Achieving Dexterous Bidirectional Interaction in Uncertain Conditions for Medical Robotics
Carlo Tiseo, Quentin Rouxel, Martin Asenov, Keyhan Kouhkiloui Babarahmati, Subramanian Ramamoorthy, Zhibin Li, Michael Mistry
TL;DR
Medical robots must safely interact with patients under variable tissue properties and communication delays. This work evaluates a Fractal Impedance Controller (FIC) based architecture that is passivity-based, robust to delays up to $1\,\text{s}$, and capable of online admittance-impedance switching, enabling dexterous teleoperation across surgery, rehabilitation, and diagnostics.
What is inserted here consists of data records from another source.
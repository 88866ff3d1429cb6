#![allow(dead_code)]

//! Hand-driven stand-ins for the browser: frames and timers fire only when a test
//! says so, surfaces and sinks record what they were asked to do.

use std::cell::{Cell, RefCell};
use std::collections::BTreeMap;
use std::rc::{Rc, Weak};

use altenergy_viz::affordance::{CursorSink, CursorStyle, HighlightGroup};
use altenergy_viz::binder::{IntervalScheduler, TimerHandle};
use altenergy_viz::countdown::{CountdownView, TickEvent};
use altenergy_viz::lifecycle::{FrameHandle, FrameScheduler, Scene};
use altenergy_viz::surface::{Frame, Primitive, Surface, SurfaceRect, SurfaceSize};

type FrameQueue = Rc<RefCell<Vec<(u64, Box<dyn FnOnce(f64)>)>>>;

struct CancelFrame {
    id: u64,
    queue: Weak<RefCell<Vec<(u64, Box<dyn FnOnce(f64)>)>>>,
}

impl Drop for CancelFrame {
    fn drop(&mut self) {
        if let Some(queue) = self.queue.upgrade() {
            queue.borrow_mut().retain(|(id, _)| *id != self.id);
        }
    }
}

#[derive(Default)]
pub struct ManualFrames {
    queue: FrameQueue,
    next_id: Cell<u64>,
    requests: Cell<usize>,
}

impl ManualFrames {
    pub fn new() -> Rc<Self> {
        Rc::new(Self::default())
    }

    pub fn pending(&self) -> usize {
        self.queue.borrow().len()
    }

    pub fn requests(&self) -> usize {
        self.requests.get()
    }

    /// Fire every callback queued before this call; returns how many ran.
    pub fn run_frame(&self, timestamp: f64) -> usize {
        let due = std::mem::take(&mut *self.queue.borrow_mut());
        let count = due.len();
        for (_, callback) in due {
            callback(timestamp);
        }
        count
    }

    pub fn run_frames(&self, frames: usize) {
        for i in 0..frames {
            self.run_frame(i as f64 * 16.0);
        }
    }
}

impl FrameScheduler for ManualFrames {
    fn request(&self, callback: Box<dyn FnOnce(f64)>) -> FrameHandle {
        let id = self.next_id.get() + 1;
        self.next_id.set(id);
        self.requests.set(self.requests.get() + 1);
        self.queue.borrow_mut().push((id, callback));
        FrameHandle::new(CancelFrame {
            id,
            queue: Rc::downgrade(&self.queue),
        })
    }
}

type TimerList = Rc<RefCell<Vec<(u64, Rc<RefCell<Box<dyn FnMut()>>>)>>>;

struct CancelTimer {
    id: u64,
    timers: Weak<RefCell<Vec<(u64, Rc<RefCell<Box<dyn FnMut()>>>)>>>,
}

impl Drop for CancelTimer {
    fn drop(&mut self) {
        if let Some(timers) = self.timers.upgrade() {
            timers.borrow_mut().retain(|(id, _)| *id != self.id);
        }
    }
}

#[derive(Default)]
pub struct ManualTimers {
    timers: TimerList,
    next_id: Cell<u64>,
    periods: RefCell<Vec<u32>>,
}

impl ManualTimers {
    pub fn new() -> Rc<Self> {
        Rc::new(Self::default())
    }

    pub fn active(&self) -> usize {
        self.timers.borrow().len()
    }

    pub fn periods(&self) -> Vec<u32> {
        self.periods.borrow().clone()
    }

    /// One period elapses for every live interval.
    pub fn fire(&self) {
        let due: Vec<_> = self.timers.borrow().iter().map(|(_, cb)| Rc::clone(cb)).collect();
        for callback in due {
            (callback.borrow_mut().as_mut())();
        }
    }

    pub fn fire_n(&self, n: usize) {
        for _ in 0..n {
            self.fire();
        }
    }
}

impl IntervalScheduler for ManualTimers {
    fn every(&self, period_ms: u32, callback: Box<dyn FnMut()>) -> TimerHandle {
        let id = self.next_id.get() + 1;
        self.next_id.set(id);
        self.periods.borrow_mut().push(period_ms);
        self.timers.borrow_mut().push((id, Rc::new(RefCell::new(callback))));
        TimerHandle::new(CancelTimer {
            id,
            timers: Rc::downgrade(&self.timers),
        })
    }
}

#[derive(Clone, Debug, PartialEq)]
pub struct DrawnBatch {
    pub primitive: Primitive,
    pub vertices: usize,
    pub color: [f32; 4],
}

#[derive(Debug, Default)]
pub struct SurfaceLog {
    pub bounds: SurfaceRect,
    pub resizes: Vec<SurfaceSize>,
    pub draws: usize,
    pub last_frame: Vec<DrawnBatch>,
    pub releases: usize,
    pub container_empty: bool,
}

pub struct RecordingSurface {
    log: Rc<RefCell<SurfaceLog>>,
}

impl RecordingSurface {
    pub fn new(bounds: SurfaceRect) -> (Box<dyn Surface>, Rc<RefCell<SurfaceLog>>) {
        let log = Rc::new(RefCell::new(SurfaceLog {
            bounds,
            ..SurfaceLog::default()
        }));
        (Box::new(Self { log: Rc::clone(&log) }), log)
    }
}

impl Surface for RecordingSurface {
    fn bounds(&self) -> SurfaceRect {
        self.log.borrow().bounds
    }

    fn resize(&mut self, size: SurfaceSize) {
        self.log.borrow_mut().resizes.push(size);
    }

    fn draw(&mut self, frame: &Frame<'_>) {
        let mut log = self.log.borrow_mut();
        log.draws += 1;
        log.last_frame = frame
            .batches
            .iter()
            .map(|b| DrawnBatch {
                primitive: b.primitive,
                vertices: b.vertices.len(),
                color: b.color,
            })
            .collect();
    }

    fn release(&mut self) {
        let mut log = self.log.borrow_mut();
        log.releases += 1;
        log.container_empty = true;
    }
}

#[derive(Default)]
pub struct RecordingCursor {
    history: RefCell<Vec<CursorStyle>>,
}

impl RecordingCursor {
    pub fn new() -> Rc<Self> {
        Rc::new(Self::default())
    }

    pub fn current(&self) -> CursorStyle {
        self.history
            .borrow()
            .last()
            .copied()
            .unwrap_or(CursorStyle::Default)
    }

    pub fn changes(&self) -> usize {
        self.history.borrow().len()
    }
}

impl CursorSink for RecordingCursor {
    fn set_cursor(&self, style: CursorStyle) {
        self.history.borrow_mut().push(style);
    }
}

pub struct RecordingHighlights {
    states: RefCell<BTreeMap<String, bool>>,
    calls: Cell<usize>,
}

impl RecordingHighlights {
    pub fn new(keys: &[&str]) -> Rc<Self> {
        Rc::new(Self {
            states: RefCell::new(keys.iter().map(|k| (k.to_string(), false)).collect()),
            calls: Cell::new(0),
        })
    }

    pub fn active(&self) -> Vec<String> {
        self.states
            .borrow()
            .iter()
            .filter(|(_, on)| **on)
            .map(|(k, _)| k.clone())
            .collect()
    }

    pub fn calls(&self) -> usize {
        self.calls.get()
    }
}

impl HighlightGroup for RecordingHighlights {
    fn highlight(&self, key: Option<&str>) {
        self.calls.set(self.calls.get() + 1);
        for (member, on) in self.states.borrow_mut().iter_mut() {
            *on = key == Some(member.as_str());
        }
    }
}

#[derive(Default)]
pub struct CountingScene {
    pub starts: Cell<usize>,
    pub stops: Cell<usize>,
    pub cleanups: Cell<usize>,
    running: Cell<bool>,
}

impl Scene for CountingScene {
    fn start(&self) {
        self.starts.set(self.starts.get() + 1);
        self.running.set(true);
    }

    fn stop(&self) {
        self.stops.set(self.stops.get() + 1);
        self.running.set(false);
    }

    fn cleanup(&self) {
        self.cleanups.set(self.cleanups.get() + 1);
        self.running.set(false);
    }

    fn is_running(&self) -> bool {
        self.running.get()
    }
}

#[derive(Default)]
pub struct RecordingCountdown {
    pub events: RefCell<Vec<TickEvent>>,
}

impl CountdownView for RecordingCountdown {
    fn apply(&self, event: &TickEvent) {
        self.events.borrow_mut().push(event.clone());
    }
}

pub fn rect(width: f32, height: f32) -> SurfaceRect {
    SurfaceRect::new(0.0, 0.0, width, height)
}
//! Page-wide pointer and resize signals.
//!
//! The wasm glue installs one window listener per signal and publishes into an
//! [`InputHub`]; every scene subscribes to the hub instead of the window. Dropping a
//! [`Subscription`] unsubscribes.

use std::cell::{Cell, RefCell};
use std::rc::Rc;

use glam::Vec2;

/// Last known pointer position, in client pixels and normalized to the window.
#[derive(Clone, Copy, Debug, Default, PartialEq)]
pub struct Pointer {
    pub client: Vec2,
    /// Window-relative, x and y in [-1, 1], y pointing up.
    pub normalized: Vec2,
}

impl Pointer {
    pub fn from_client(x: f64, y: f64, window_width: f64, window_height: f64) -> Self {
        let w = window_width.max(1.0);
        let h = window_height.max(1.0);
        Self {
            client: Vec2::new(x as f32, y as f32),
            normalized: Vec2::new((x / w * 2.0 - 1.0) as f32, -(y / h * 2.0 - 1.0) as f32),
        }
    }
}

/// Guard for a registered callback. Dropping it runs the release action once.
#[must_use = "dropping a Subscription unsubscribes immediately"]
pub struct Subscription {
    release: Option<Box<dyn FnOnce()>>,
}

impl Subscription {
    pub fn new(release: impl FnOnce() + 'static) -> Self {
        Self {
            release: Some(Box::new(release)),
        }
    }

    /// Keep an arbitrary guard (e.g. a DOM event listener) alive until dropped.
    pub fn holding<T: 'static>(guard: T) -> Self {
        Self::new(move || drop(guard))
    }

    pub fn cancel(mut self) {
        self.run();
    }

    fn run(&mut self) {
        if let Some(release) = self.release.take() {
            release();
        }
    }
}

impl Drop for Subscription {
    fn drop(&mut self) {
        self.run();
    }
}

impl std::fmt::Debug for Subscription {
    fn fmt(&self, f: &mut std::fmt::Formatter<'_>) -> std::fmt::Result {
        f.debug_struct("Subscription")
            .field("active", &self.release.is_some())
            .finish()
    }
}

type PointerCallback = Rc<dyn Fn(Pointer)>;
type ResizeCallback = Rc<dyn Fn()>;

#[derive(Default)]
struct HubState {
    next_id: u64,
    pointer: Pointer,
    pointer_subs: Vec<(u64, PointerCallback)>,
    resize_subs: Vec<(u64, ResizeCallback)>,
}

/// Cloneable handle to the shared input state.
#[derive(Clone, Default)]
pub struct InputHub {
    state: Rc<RefCell<HubState>>,
}

impl InputHub {
    pub fn new() -> Self {
        Self::default()
    }

    pub fn pointer(&self) -> Pointer {
        self.state.borrow().pointer
    }

    pub fn publish_pointer(&self, pointer: Pointer) {
        // Callbacks are cloned out so they may (un)subscribe while running.
        let callbacks: Vec<PointerCallback> = {
            let mut state = self.state.borrow_mut();
            state.pointer = pointer;
            state.pointer_subs.iter().map(|(_, cb)| Rc::clone(cb)).collect()
        };
        for callback in callbacks {
            callback(pointer);
        }
    }

    pub fn publish_resize(&self) {
        let callbacks: Vec<ResizeCallback> = self
            .state
            .borrow()
            .resize_subs
            .iter()
            .map(|(_, cb)| Rc::clone(cb))
            .collect();
        for callback in callbacks {
            callback();
        }
    }

    pub fn on_pointer(&self, callback: impl Fn(Pointer) + 'static) -> Subscription {
        let id = {
            let mut state = self.state.borrow_mut();
            let id = state.take_id();
            state.pointer_subs.push((id, Rc::new(callback)));
            id
        };
        let weak = Rc::downgrade(&self.state);
        Subscription::new(move || {
            if let Some(state) = weak.upgrade() {
                state.borrow_mut().pointer_subs.retain(|(sub, _)| *sub != id);
            }
        })
    }

    pub fn on_resize(&self, callback: impl Fn() + 'static) -> Subscription {
        let id = {
            let mut state = self.state.borrow_mut();
            let id = state.take_id();
            state.resize_subs.push((id, Rc::new(callback)));
            id
        };
        let weak = Rc::downgrade(&self.state);
        Subscription::new(move || {
            if let Some(state) = weak.upgrade() {
                state.borrow_mut().resize_subs.retain(|(sub, _)| *sub != id);
            }
        })
    }

    /// Number of live pointer plus resize subscriptions.
    pub fn listener_count(&self) -> usize {
        let state = self.state.borrow();
        state.pointer_subs.len() + state.resize_subs.len()
    }
}

impl HubState {
    fn take_id(&mut self) -> u64 {
        self.next_id += 1;
        self.next_id
    }
}

/// Slider position in [0, 100], shared between the DOM listener and a scene.
///
/// A scene mounted without a slider gets a detached value that simply never moves.
#[derive(Clone, Debug)]
pub struct SliderInput {
    value: Rc<Cell<f64>>,
}

impl SliderInput {
    pub fn new(initial: f64) -> Self {
        Self {
            value: Rc::new(Cell::new(clamp_slider(initial))),
        }
    }

    pub fn detached() -> Self {
        Self::new(0.0)
    }

    pub fn set(&self, value: f64) {
        self.value.set(clamp_slider(value));
    }

    pub fn get(&self) -> f64 {
        self.value.get()
    }
}

impl Default for SliderInput {
    fn default() -> Self {
        Self::detached()
    }
}

fn clamp_slider(value: f64) -> f64 {
    if value.is_nan() {
        0.0
    } else {
        value.clamp(0.0, 100.0)
    }
}
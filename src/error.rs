use thiserror::Error;

/// Failures inside the browser glue. None of these reach the visitor: the page
/// composition logs them and leaves the affected section static.
#[derive(Debug, Error)]
pub enum SiteError {
    #[error("element not found: {0}")]
    MissingElement(String),
    #[error("unknown scene kind {0:?}")]
    UnknownScene(String),
    #[error("drawing surface unavailable: {0}")]
    SurfaceUnavailable(String),
    #[error("shader error: {0}")]
    Shader(String),
    #[error("javascript error: {0}")]
    Js(String),
}

#[cfg(target_arch = "wasm32")]
impl From<wasm_bindgen::JsValue> for SiteError {
    fn from(value: wasm_bindgen::JsValue) -> Self {
        SiteError::Js(format!("{value:?}"))
    }
}

pub type Result<T, E = SiteError> = std::result::Result<T, E>;
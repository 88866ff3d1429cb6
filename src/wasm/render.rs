use wasm_bindgen::JsCast;
use web_sys::{
    Document, HtmlCanvasElement, HtmlElement, WebGl2RenderingContext as GL, WebGlBuffer,
    WebGlProgram, WebGlShader, WebGlUniformLocation, WebGlVertexArrayObject, WebglLoseContext,
};

use crate::error::{Result, SiteError};
use crate::surface::{Frame, Primitive, Surface, SurfaceRect, SurfaceSize};

const VERTEX_SHADER: &str = r#"#version 300 es
in vec3 a_position;
uniform mat4 u_mvp;
uniform float u_point_size;
void main() {
    gl_Position = u_mvp * vec4(a_position, 1.0);
    gl_PointSize = u_point_size;
}
"#;

const FRAGMENT_SHADER: &str = r#"#version 300 es
precision mediump float;
uniform vec4 u_color;
out vec4 out_color;
void main() {
    out_color = u_color;
}
"#;

/// Flat-color WebGL2 pipeline: one program, one streaming vertex buffer.
struct Pipeline {
    gl: GL,
    program: WebGlProgram,
    buffer: WebGlBuffer,
    vao: WebGlVertexArrayObject,
    u_mvp: Option<WebGlUniformLocation>,
    u_color: Option<WebGlUniformLocation>,
    u_point_size: Option<WebGlUniformLocation>,
}

impl Pipeline {
    fn new(gl: GL) -> Result<Self> {
        let vs = compile(&gl, GL::VERTEX_SHADER, VERTEX_SHADER)?;
        let fs = compile(&gl, GL::FRAGMENT_SHADER, FRAGMENT_SHADER)?;
        let program = gl
            .create_program()
            .ok_or_else(|| SiteError::Shader("create_program failed".into()))?;
        gl.attach_shader(&program, &vs);
        gl.attach_shader(&program, &fs);
        gl.link_program(&program);
        // Shaders are owned by the program once linked.
        gl.delete_shader(Some(&vs));
        gl.delete_shader(Some(&fs));
        let linked = gl
            .get_program_parameter(&program, GL::LINK_STATUS)
            .as_bool()
            .unwrap_or(false);
        if !linked {
            let info = gl.get_program_info_log(&program).unwrap_or_default();
            gl.delete_program(Some(&program));
            return Err(SiteError::Shader(info));
        }

        let buffer = gl
            .create_buffer()
            .ok_or_else(|| SiteError::Shader("create_buffer failed".into()))?;
        let vao = gl
            .create_vertex_array()
            .ok_or_else(|| SiteError::Shader("create_vertex_array failed".into()))?;
        gl.bind_vertex_array(Some(&vao));
        gl.bind_buffer(GL::ARRAY_BUFFER, Some(&buffer));
        let position = gl.get_attrib_location(&program, "a_position");
        if position >= 0 {
            gl.enable_vertex_attrib_array(position as u32);
            gl.vertex_attrib_pointer_with_i32(position as u32, 3, GL::FLOAT, false, 0, 0);
        }
        gl.bind_vertex_array(None);

        gl.enable(GL::BLEND);
        gl.blend_func(GL::SRC_ALPHA, GL::ONE_MINUS_SRC_ALPHA);

        Ok(Self {
            u_mvp: gl.get_uniform_location(&program, "u_mvp"),
            u_color: gl.get_uniform_location(&program, "u_color"),
            u_point_size: gl.get_uniform_location(&program, "u_point_size"),
            gl,
            program,
            buffer,
            vao,
        })
    }

    fn release(self) {
        let gl = &self.gl;
        gl.delete_vertex_array(Some(&self.vao));
        gl.delete_buffer(Some(&self.buffer));
        gl.delete_program(Some(&self.program));
        if let Ok(Some(ext)) = gl.get_extension("WEBGL_lose_context") {
            ext.unchecked_into::<WebglLoseContext>().lose_context();
        }
    }
}

fn compile(gl: &GL, kind: u32, source: &str) -> Result<WebGlShader> {
    let shader = gl
        .create_shader(kind)
        .ok_or_else(|| SiteError::Shader("create_shader failed".into()))?;
    gl.shader_source(&shader, source);
    gl.compile_shader(&shader);
    let ok = gl
        .get_shader_parameter(&shader, GL::COMPILE_STATUS)
        .as_bool()
        .unwrap_or(false);
    if ok {
        Ok(shader)
    } else {
        let info = gl.get_shader_info_log(&shader).unwrap_or_default();
        gl.delete_shader(Some(&shader));
        Err(SiteError::Shader(info))
    }
}

/// A canvas appended to a scene container. Without WebGL2 it stays blank.
pub struct GlSurface {
    container: HtmlElement,
    canvas: HtmlCanvasElement,
    pipeline: Option<Pipeline>,
    pixel_ratio: f64,
    scratch: Vec<f32>,
    released: bool,
}

impl GlSurface {
    pub fn new(document: &Document, container: HtmlElement) -> Result<Self> {
        let canvas: HtmlCanvasElement = document
            .create_element("canvas")?
            .dyn_into()
            .map_err(|_| SiteError::SurfaceUnavailable("not a canvas".into()))?;
        canvas.set_class_name("scene-canvas");
        container.append_child(&canvas)?;

        let pipeline = match Self::context(&canvas).and_then(Pipeline::new) {
            Ok(pipeline) => Some(pipeline),
            Err(err) => {
                log::warn!("scene renders nothing: {err}");
                None
            }
        };
        let pixel_ratio = web_sys::window()
            .map(|w| w.device_pixel_ratio())
            .unwrap_or(1.0)
            .clamp(1.0, 2.0);

        Ok(Self {
            container,
            canvas,
            pipeline,
            pixel_ratio,
            scratch: Vec::new(),
            released: false,
        })
    }

    fn context(canvas: &HtmlCanvasElement) -> Result<GL> {
        canvas
            .get_context("webgl2")?
            .ok_or_else(|| SiteError::SurfaceUnavailable("WebGL2 not supported".into()))?
            .dyn_into::<GL>()
            .map_err(|_| SiteError::SurfaceUnavailable("unexpected context type".into()))
    }

    pub fn has_context(&self) -> bool {
        self.pipeline.is_some()
    }
}

impl Surface for GlSurface {
    fn bounds(&self) -> SurfaceRect {
        let rect = self.container.get_bounding_client_rect();
        SurfaceRect::new(
            rect.left() as f32,
            rect.top() as f32,
            rect.width() as f32,
            rect.height() as f32,
        )
    }

    fn resize(&mut self, size: SurfaceSize) {
        if self.released {
            return;
        }
        self.canvas
            .set_width((size.width as f64 * self.pixel_ratio) as u32);
        self.canvas
            .set_height((size.height as f64 * self.pixel_ratio) as u32);
        let style = self.canvas.style();
        let _ = style.set_property("width", &format!("{}px", size.width));
        let _ = style.set_property("height", &format!("{}px", size.height));
    }

    fn draw(&mut self, frame: &Frame<'_>) {
        let Some(pipeline) = &self.pipeline else {
            return;
        };
        let gl = &pipeline.gl;
        gl.viewport(0, 0, self.canvas.width() as i32, self.canvas.height() as i32);
        let [r, g, b, a] = frame.clear;
        gl.clear_color(r, g, b, a);
        gl.clear(GL::COLOR_BUFFER_BIT | GL::DEPTH_BUFFER_BIT);

        gl.use_program(Some(&pipeline.program));
        gl.bind_vertex_array(Some(&pipeline.vao));
        gl.bind_buffer(GL::ARRAY_BUFFER, Some(&pipeline.buffer));

        for batch in &frame.batches {
            if batch.vertices.is_empty() {
                continue;
            }
            self.scratch.clear();
            self.scratch
                .extend(batch.vertices.iter().flat_map(|v| v.to_array()));
            let data = js_sys::Float32Array::from(self.scratch.as_slice());
            gl.buffer_data_with_array_buffer_view(GL::ARRAY_BUFFER, &data, GL::STREAM_DRAW);

            let mvp = frame.view_proj * batch.transform;
            gl.uniform_matrix4fv_with_f32_array(pipeline.u_mvp.as_ref(), false, &mvp.to_cols_array());
            gl.uniform4fv_with_f32_array(pipeline.u_color.as_ref(), &batch.color);
            gl.uniform1f(
                pipeline.u_point_size.as_ref(),
                batch.point_size * self.pixel_ratio as f32,
            );
            let mode = match batch.primitive {
                Primitive::Points => GL::POINTS,
                Primitive::Lines => GL::LINES,
                Primitive::Triangles => GL::TRIANGLES,
            };
            gl.draw_arrays(mode, 0, batch.vertices.len() as i32);
        }
        gl.bind_vertex_array(None);
    }

    fn release(&mut self) {
        if self.released {
            return;
        }
        self.released = true;
        if let Some(pipeline) = self.pipeline.take() {
            pipeline.release();
        }
        self.container.set_inner_html("");
    }
}
//! Thought and tag records

use chrono::{DateTime, Utc};
use serde::{Deserialize, Serialize};

macro_rules! integer_id {
    ($(#[$meta:meta])* $name:ident) => {
        $(#[$meta])*
        #[derive(Debug, Clone, Copy, PartialEq, Eq, Hash, PartialOrd, Ord, Serialize, Deserialize)]
        pub struct $name(pub i64);

        impl std::fmt::Display for $name {
            fn fmt(&self, f: &mut std::fmt::Formatter<'_>) -> std::fmt::Result {
                write!(f, "{}", self.0)
            }
        }

        impl From<i64> for $name {
            fn from(value: i64) -> Self {
                Self(value)
            }
        }
    };
}

integer_id!(
    /// Chat user identifier, assigned by the transport
    UserId
);
integer_id!(
    /// Chat a conversation takes place in; equals the user id for private chats
    ChatId
);
integer_id!(
    /// Thought identifier, assigned by the store
    ThoughtId
);
integer_id!(
    /// Tag identifier, assigned by the store
    TagId
);

/// A normalized label
#[derive(Debug, Clone, PartialEq, Eq, Hash, Serialize, Deserialize)]
pub struct Tag {
    pub id: TagId,
    pub name: String,
}

/// A user-authored note
#[derive(Debug, Clone, PartialEq, Serialize, Deserialize)]
pub struct Thought {
    pub id: ThoughtId,
    pub owner_id: UserId,
    pub text: String,
    /// Resolved tag, `None` when untagged
    pub tag: Option<Tag>,
    pub image_path: Option<String>,
    pub created_at: DateTime<Utc>,
}

impl Thought {
    /// Tag id, if any
    pub fn tag_id(&self) -> Option<TagId> {
        self.tag.as_ref().map(|t| t.id)
    }
}

/// A tag together with the number of thoughts referencing it
#[derive(Debug, Clone, PartialEq, Eq, Serialize, Deserialize)]
pub struct TagUsage {
    pub tag: Tag,
    pub count: u64,
}

/// Longest normalized tag name, in bytes.
///
/// `tag_page:<name>:<page>` must stay within the 64-byte button payload
/// limit for any realistic page number.
pub const MAX_TAG_BYTES: usize = 48;

/// Normalize a tag name: trim and lowercase.
///
/// Returns `None` when nothing is left.
pub fn normalize_tag_name(input: &str) -> Option<String> {
    let name = input.trim().to_lowercase();
    if name.is_empty() {
        None
    } else {
        Some(name)
    }
}

#[cfg(test)]
mod tests {
    use super::*;

    #[test]
    fn test_normalize_tag_name() {
        assert_eq!(normalize_tag_name(" Study "), Some("study".to_string()));
        assert_eq!(normalize_tag_name("УЧЁБА"), Some("учёба".to_string()));
        assert_eq!(normalize_tag_name("   "), None);
    }

    #[test]
    fn test_id_display() {
        assert_eq!(ThoughtId(42).to_string(), "42");
        assert_eq!(TagId::from(7), TagId(7));
    }
}
//! Musing Bot - Telegram front end for the musing thought journal
//!
//! Long-polls the Bot API, decodes updates into conversation events, and
//! hands them to per-user workers running the flow orchestrator.

pub mod api;
pub mod dispatch;
pub mod telegram;

use std::time::Duration;

use crate::api::Incoming;
use crate::dispatch::Dispatcher;
use crate::telegram::TelegramClient;

/// Toast shown for buttons the bot can no longer act on
pub const STALE_BUTTON: &str = "Эта кнопка больше не работает.";

/// Poll for updates until the task is cancelled
pub async fn poll(client: &TelegramClient, dispatcher: &Dispatcher, retry_delay: Duration) {
    let mut offset = 0;
    loop {
        let updates = match client.get_updates(offset).await {
            Ok(updates) => updates,
            Err(err) => {
                tracing::warn!(error = %err, "getUpdates failed, retrying in {:?}", retry_delay);
                tokio::time::sleep(retry_delay).await;
                continue;
            }
        };

        for update in updates {
            offset = offset.max(update.update_id + 1);
            route(client, dispatcher, Incoming::from(update)).await;
        }
    }
}

async fn route(client: &TelegramClient, dispatcher: &Dispatcher, incoming: Incoming) {
    match incoming {
        Incoming::Message(event) => dispatcher.dispatch(event).await,
        Incoming::Button { event, query_id } => {
            acknowledge(client, query_id, None);
            dispatcher.dispatch(event).await;
        }
        Incoming::Rejected { query_id, reason } => {
            tracing::warn!(%reason, "Ignoring button press");
            acknowledge(client, query_id, Some(STALE_BUTTON));
        }
        Incoming::Unsupported => tracing::debug!("Skipping unsupported update"),
    }
}

/// Answer a callback query without holding up the poll loop
fn acknowledge(client: &TelegramClient, query_id: String, text: Option<&'static str>) {
    let client = client.clone();
    tokio::spawn(async move {
        if let Err(err) = client.answer_callback(&query_id, text).await {
            tracing::debug!(error = %err, "answerCallbackQuery failed");
        }
    });
}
The approach supports modular, tuning-free operation and multi-arm coordination via SEIKO Retargeting, with experiments demonstrating scalpel cutting, ultrasound scanning, rehabilitation, and bimanual telemanipulation; limitations include 3D perception and embodiment that require improvement for clinical readiness. Overall, the findings suggest that the FIC framework provides robust, adaptable teleoperation for medical robotics, with practical impact in expanding access to therapy and remote diagnostics, pending enhancements in perception and haptic fidelity.
Abstract
Medical robotics can help improve and extend the reach of healthcare services. A major challenge for medical robots is the complex physical interaction between the robot and the patients which is required to be safe. This work presents the preliminary evaluation of a recently introduced control architecture based on the Fractal Impedance Control (FIC) in medical applications. The deployed FIC architecture is robust to delay between the master and the replica robots. It can switch online between an admittance and impedance behaviour, and it is robust to interaction with unstructured environments. Our experiments analyse three scenarios: teleoperated surgery, rehabilitation, and remote ultrasound scan. The experiments did not require any adjustment of the robot tuning, which is essential in medical applications where the operators do not have an engineering background required to tune the controller. Our results show that is possible to teleoperate the robot to cut using a scalpel, do an ultrasound scan, and perform remote occupational therapy. However, our experiments also highlighted the need for a better robots embodiment to precisely control the system in 3D dynamic tasks.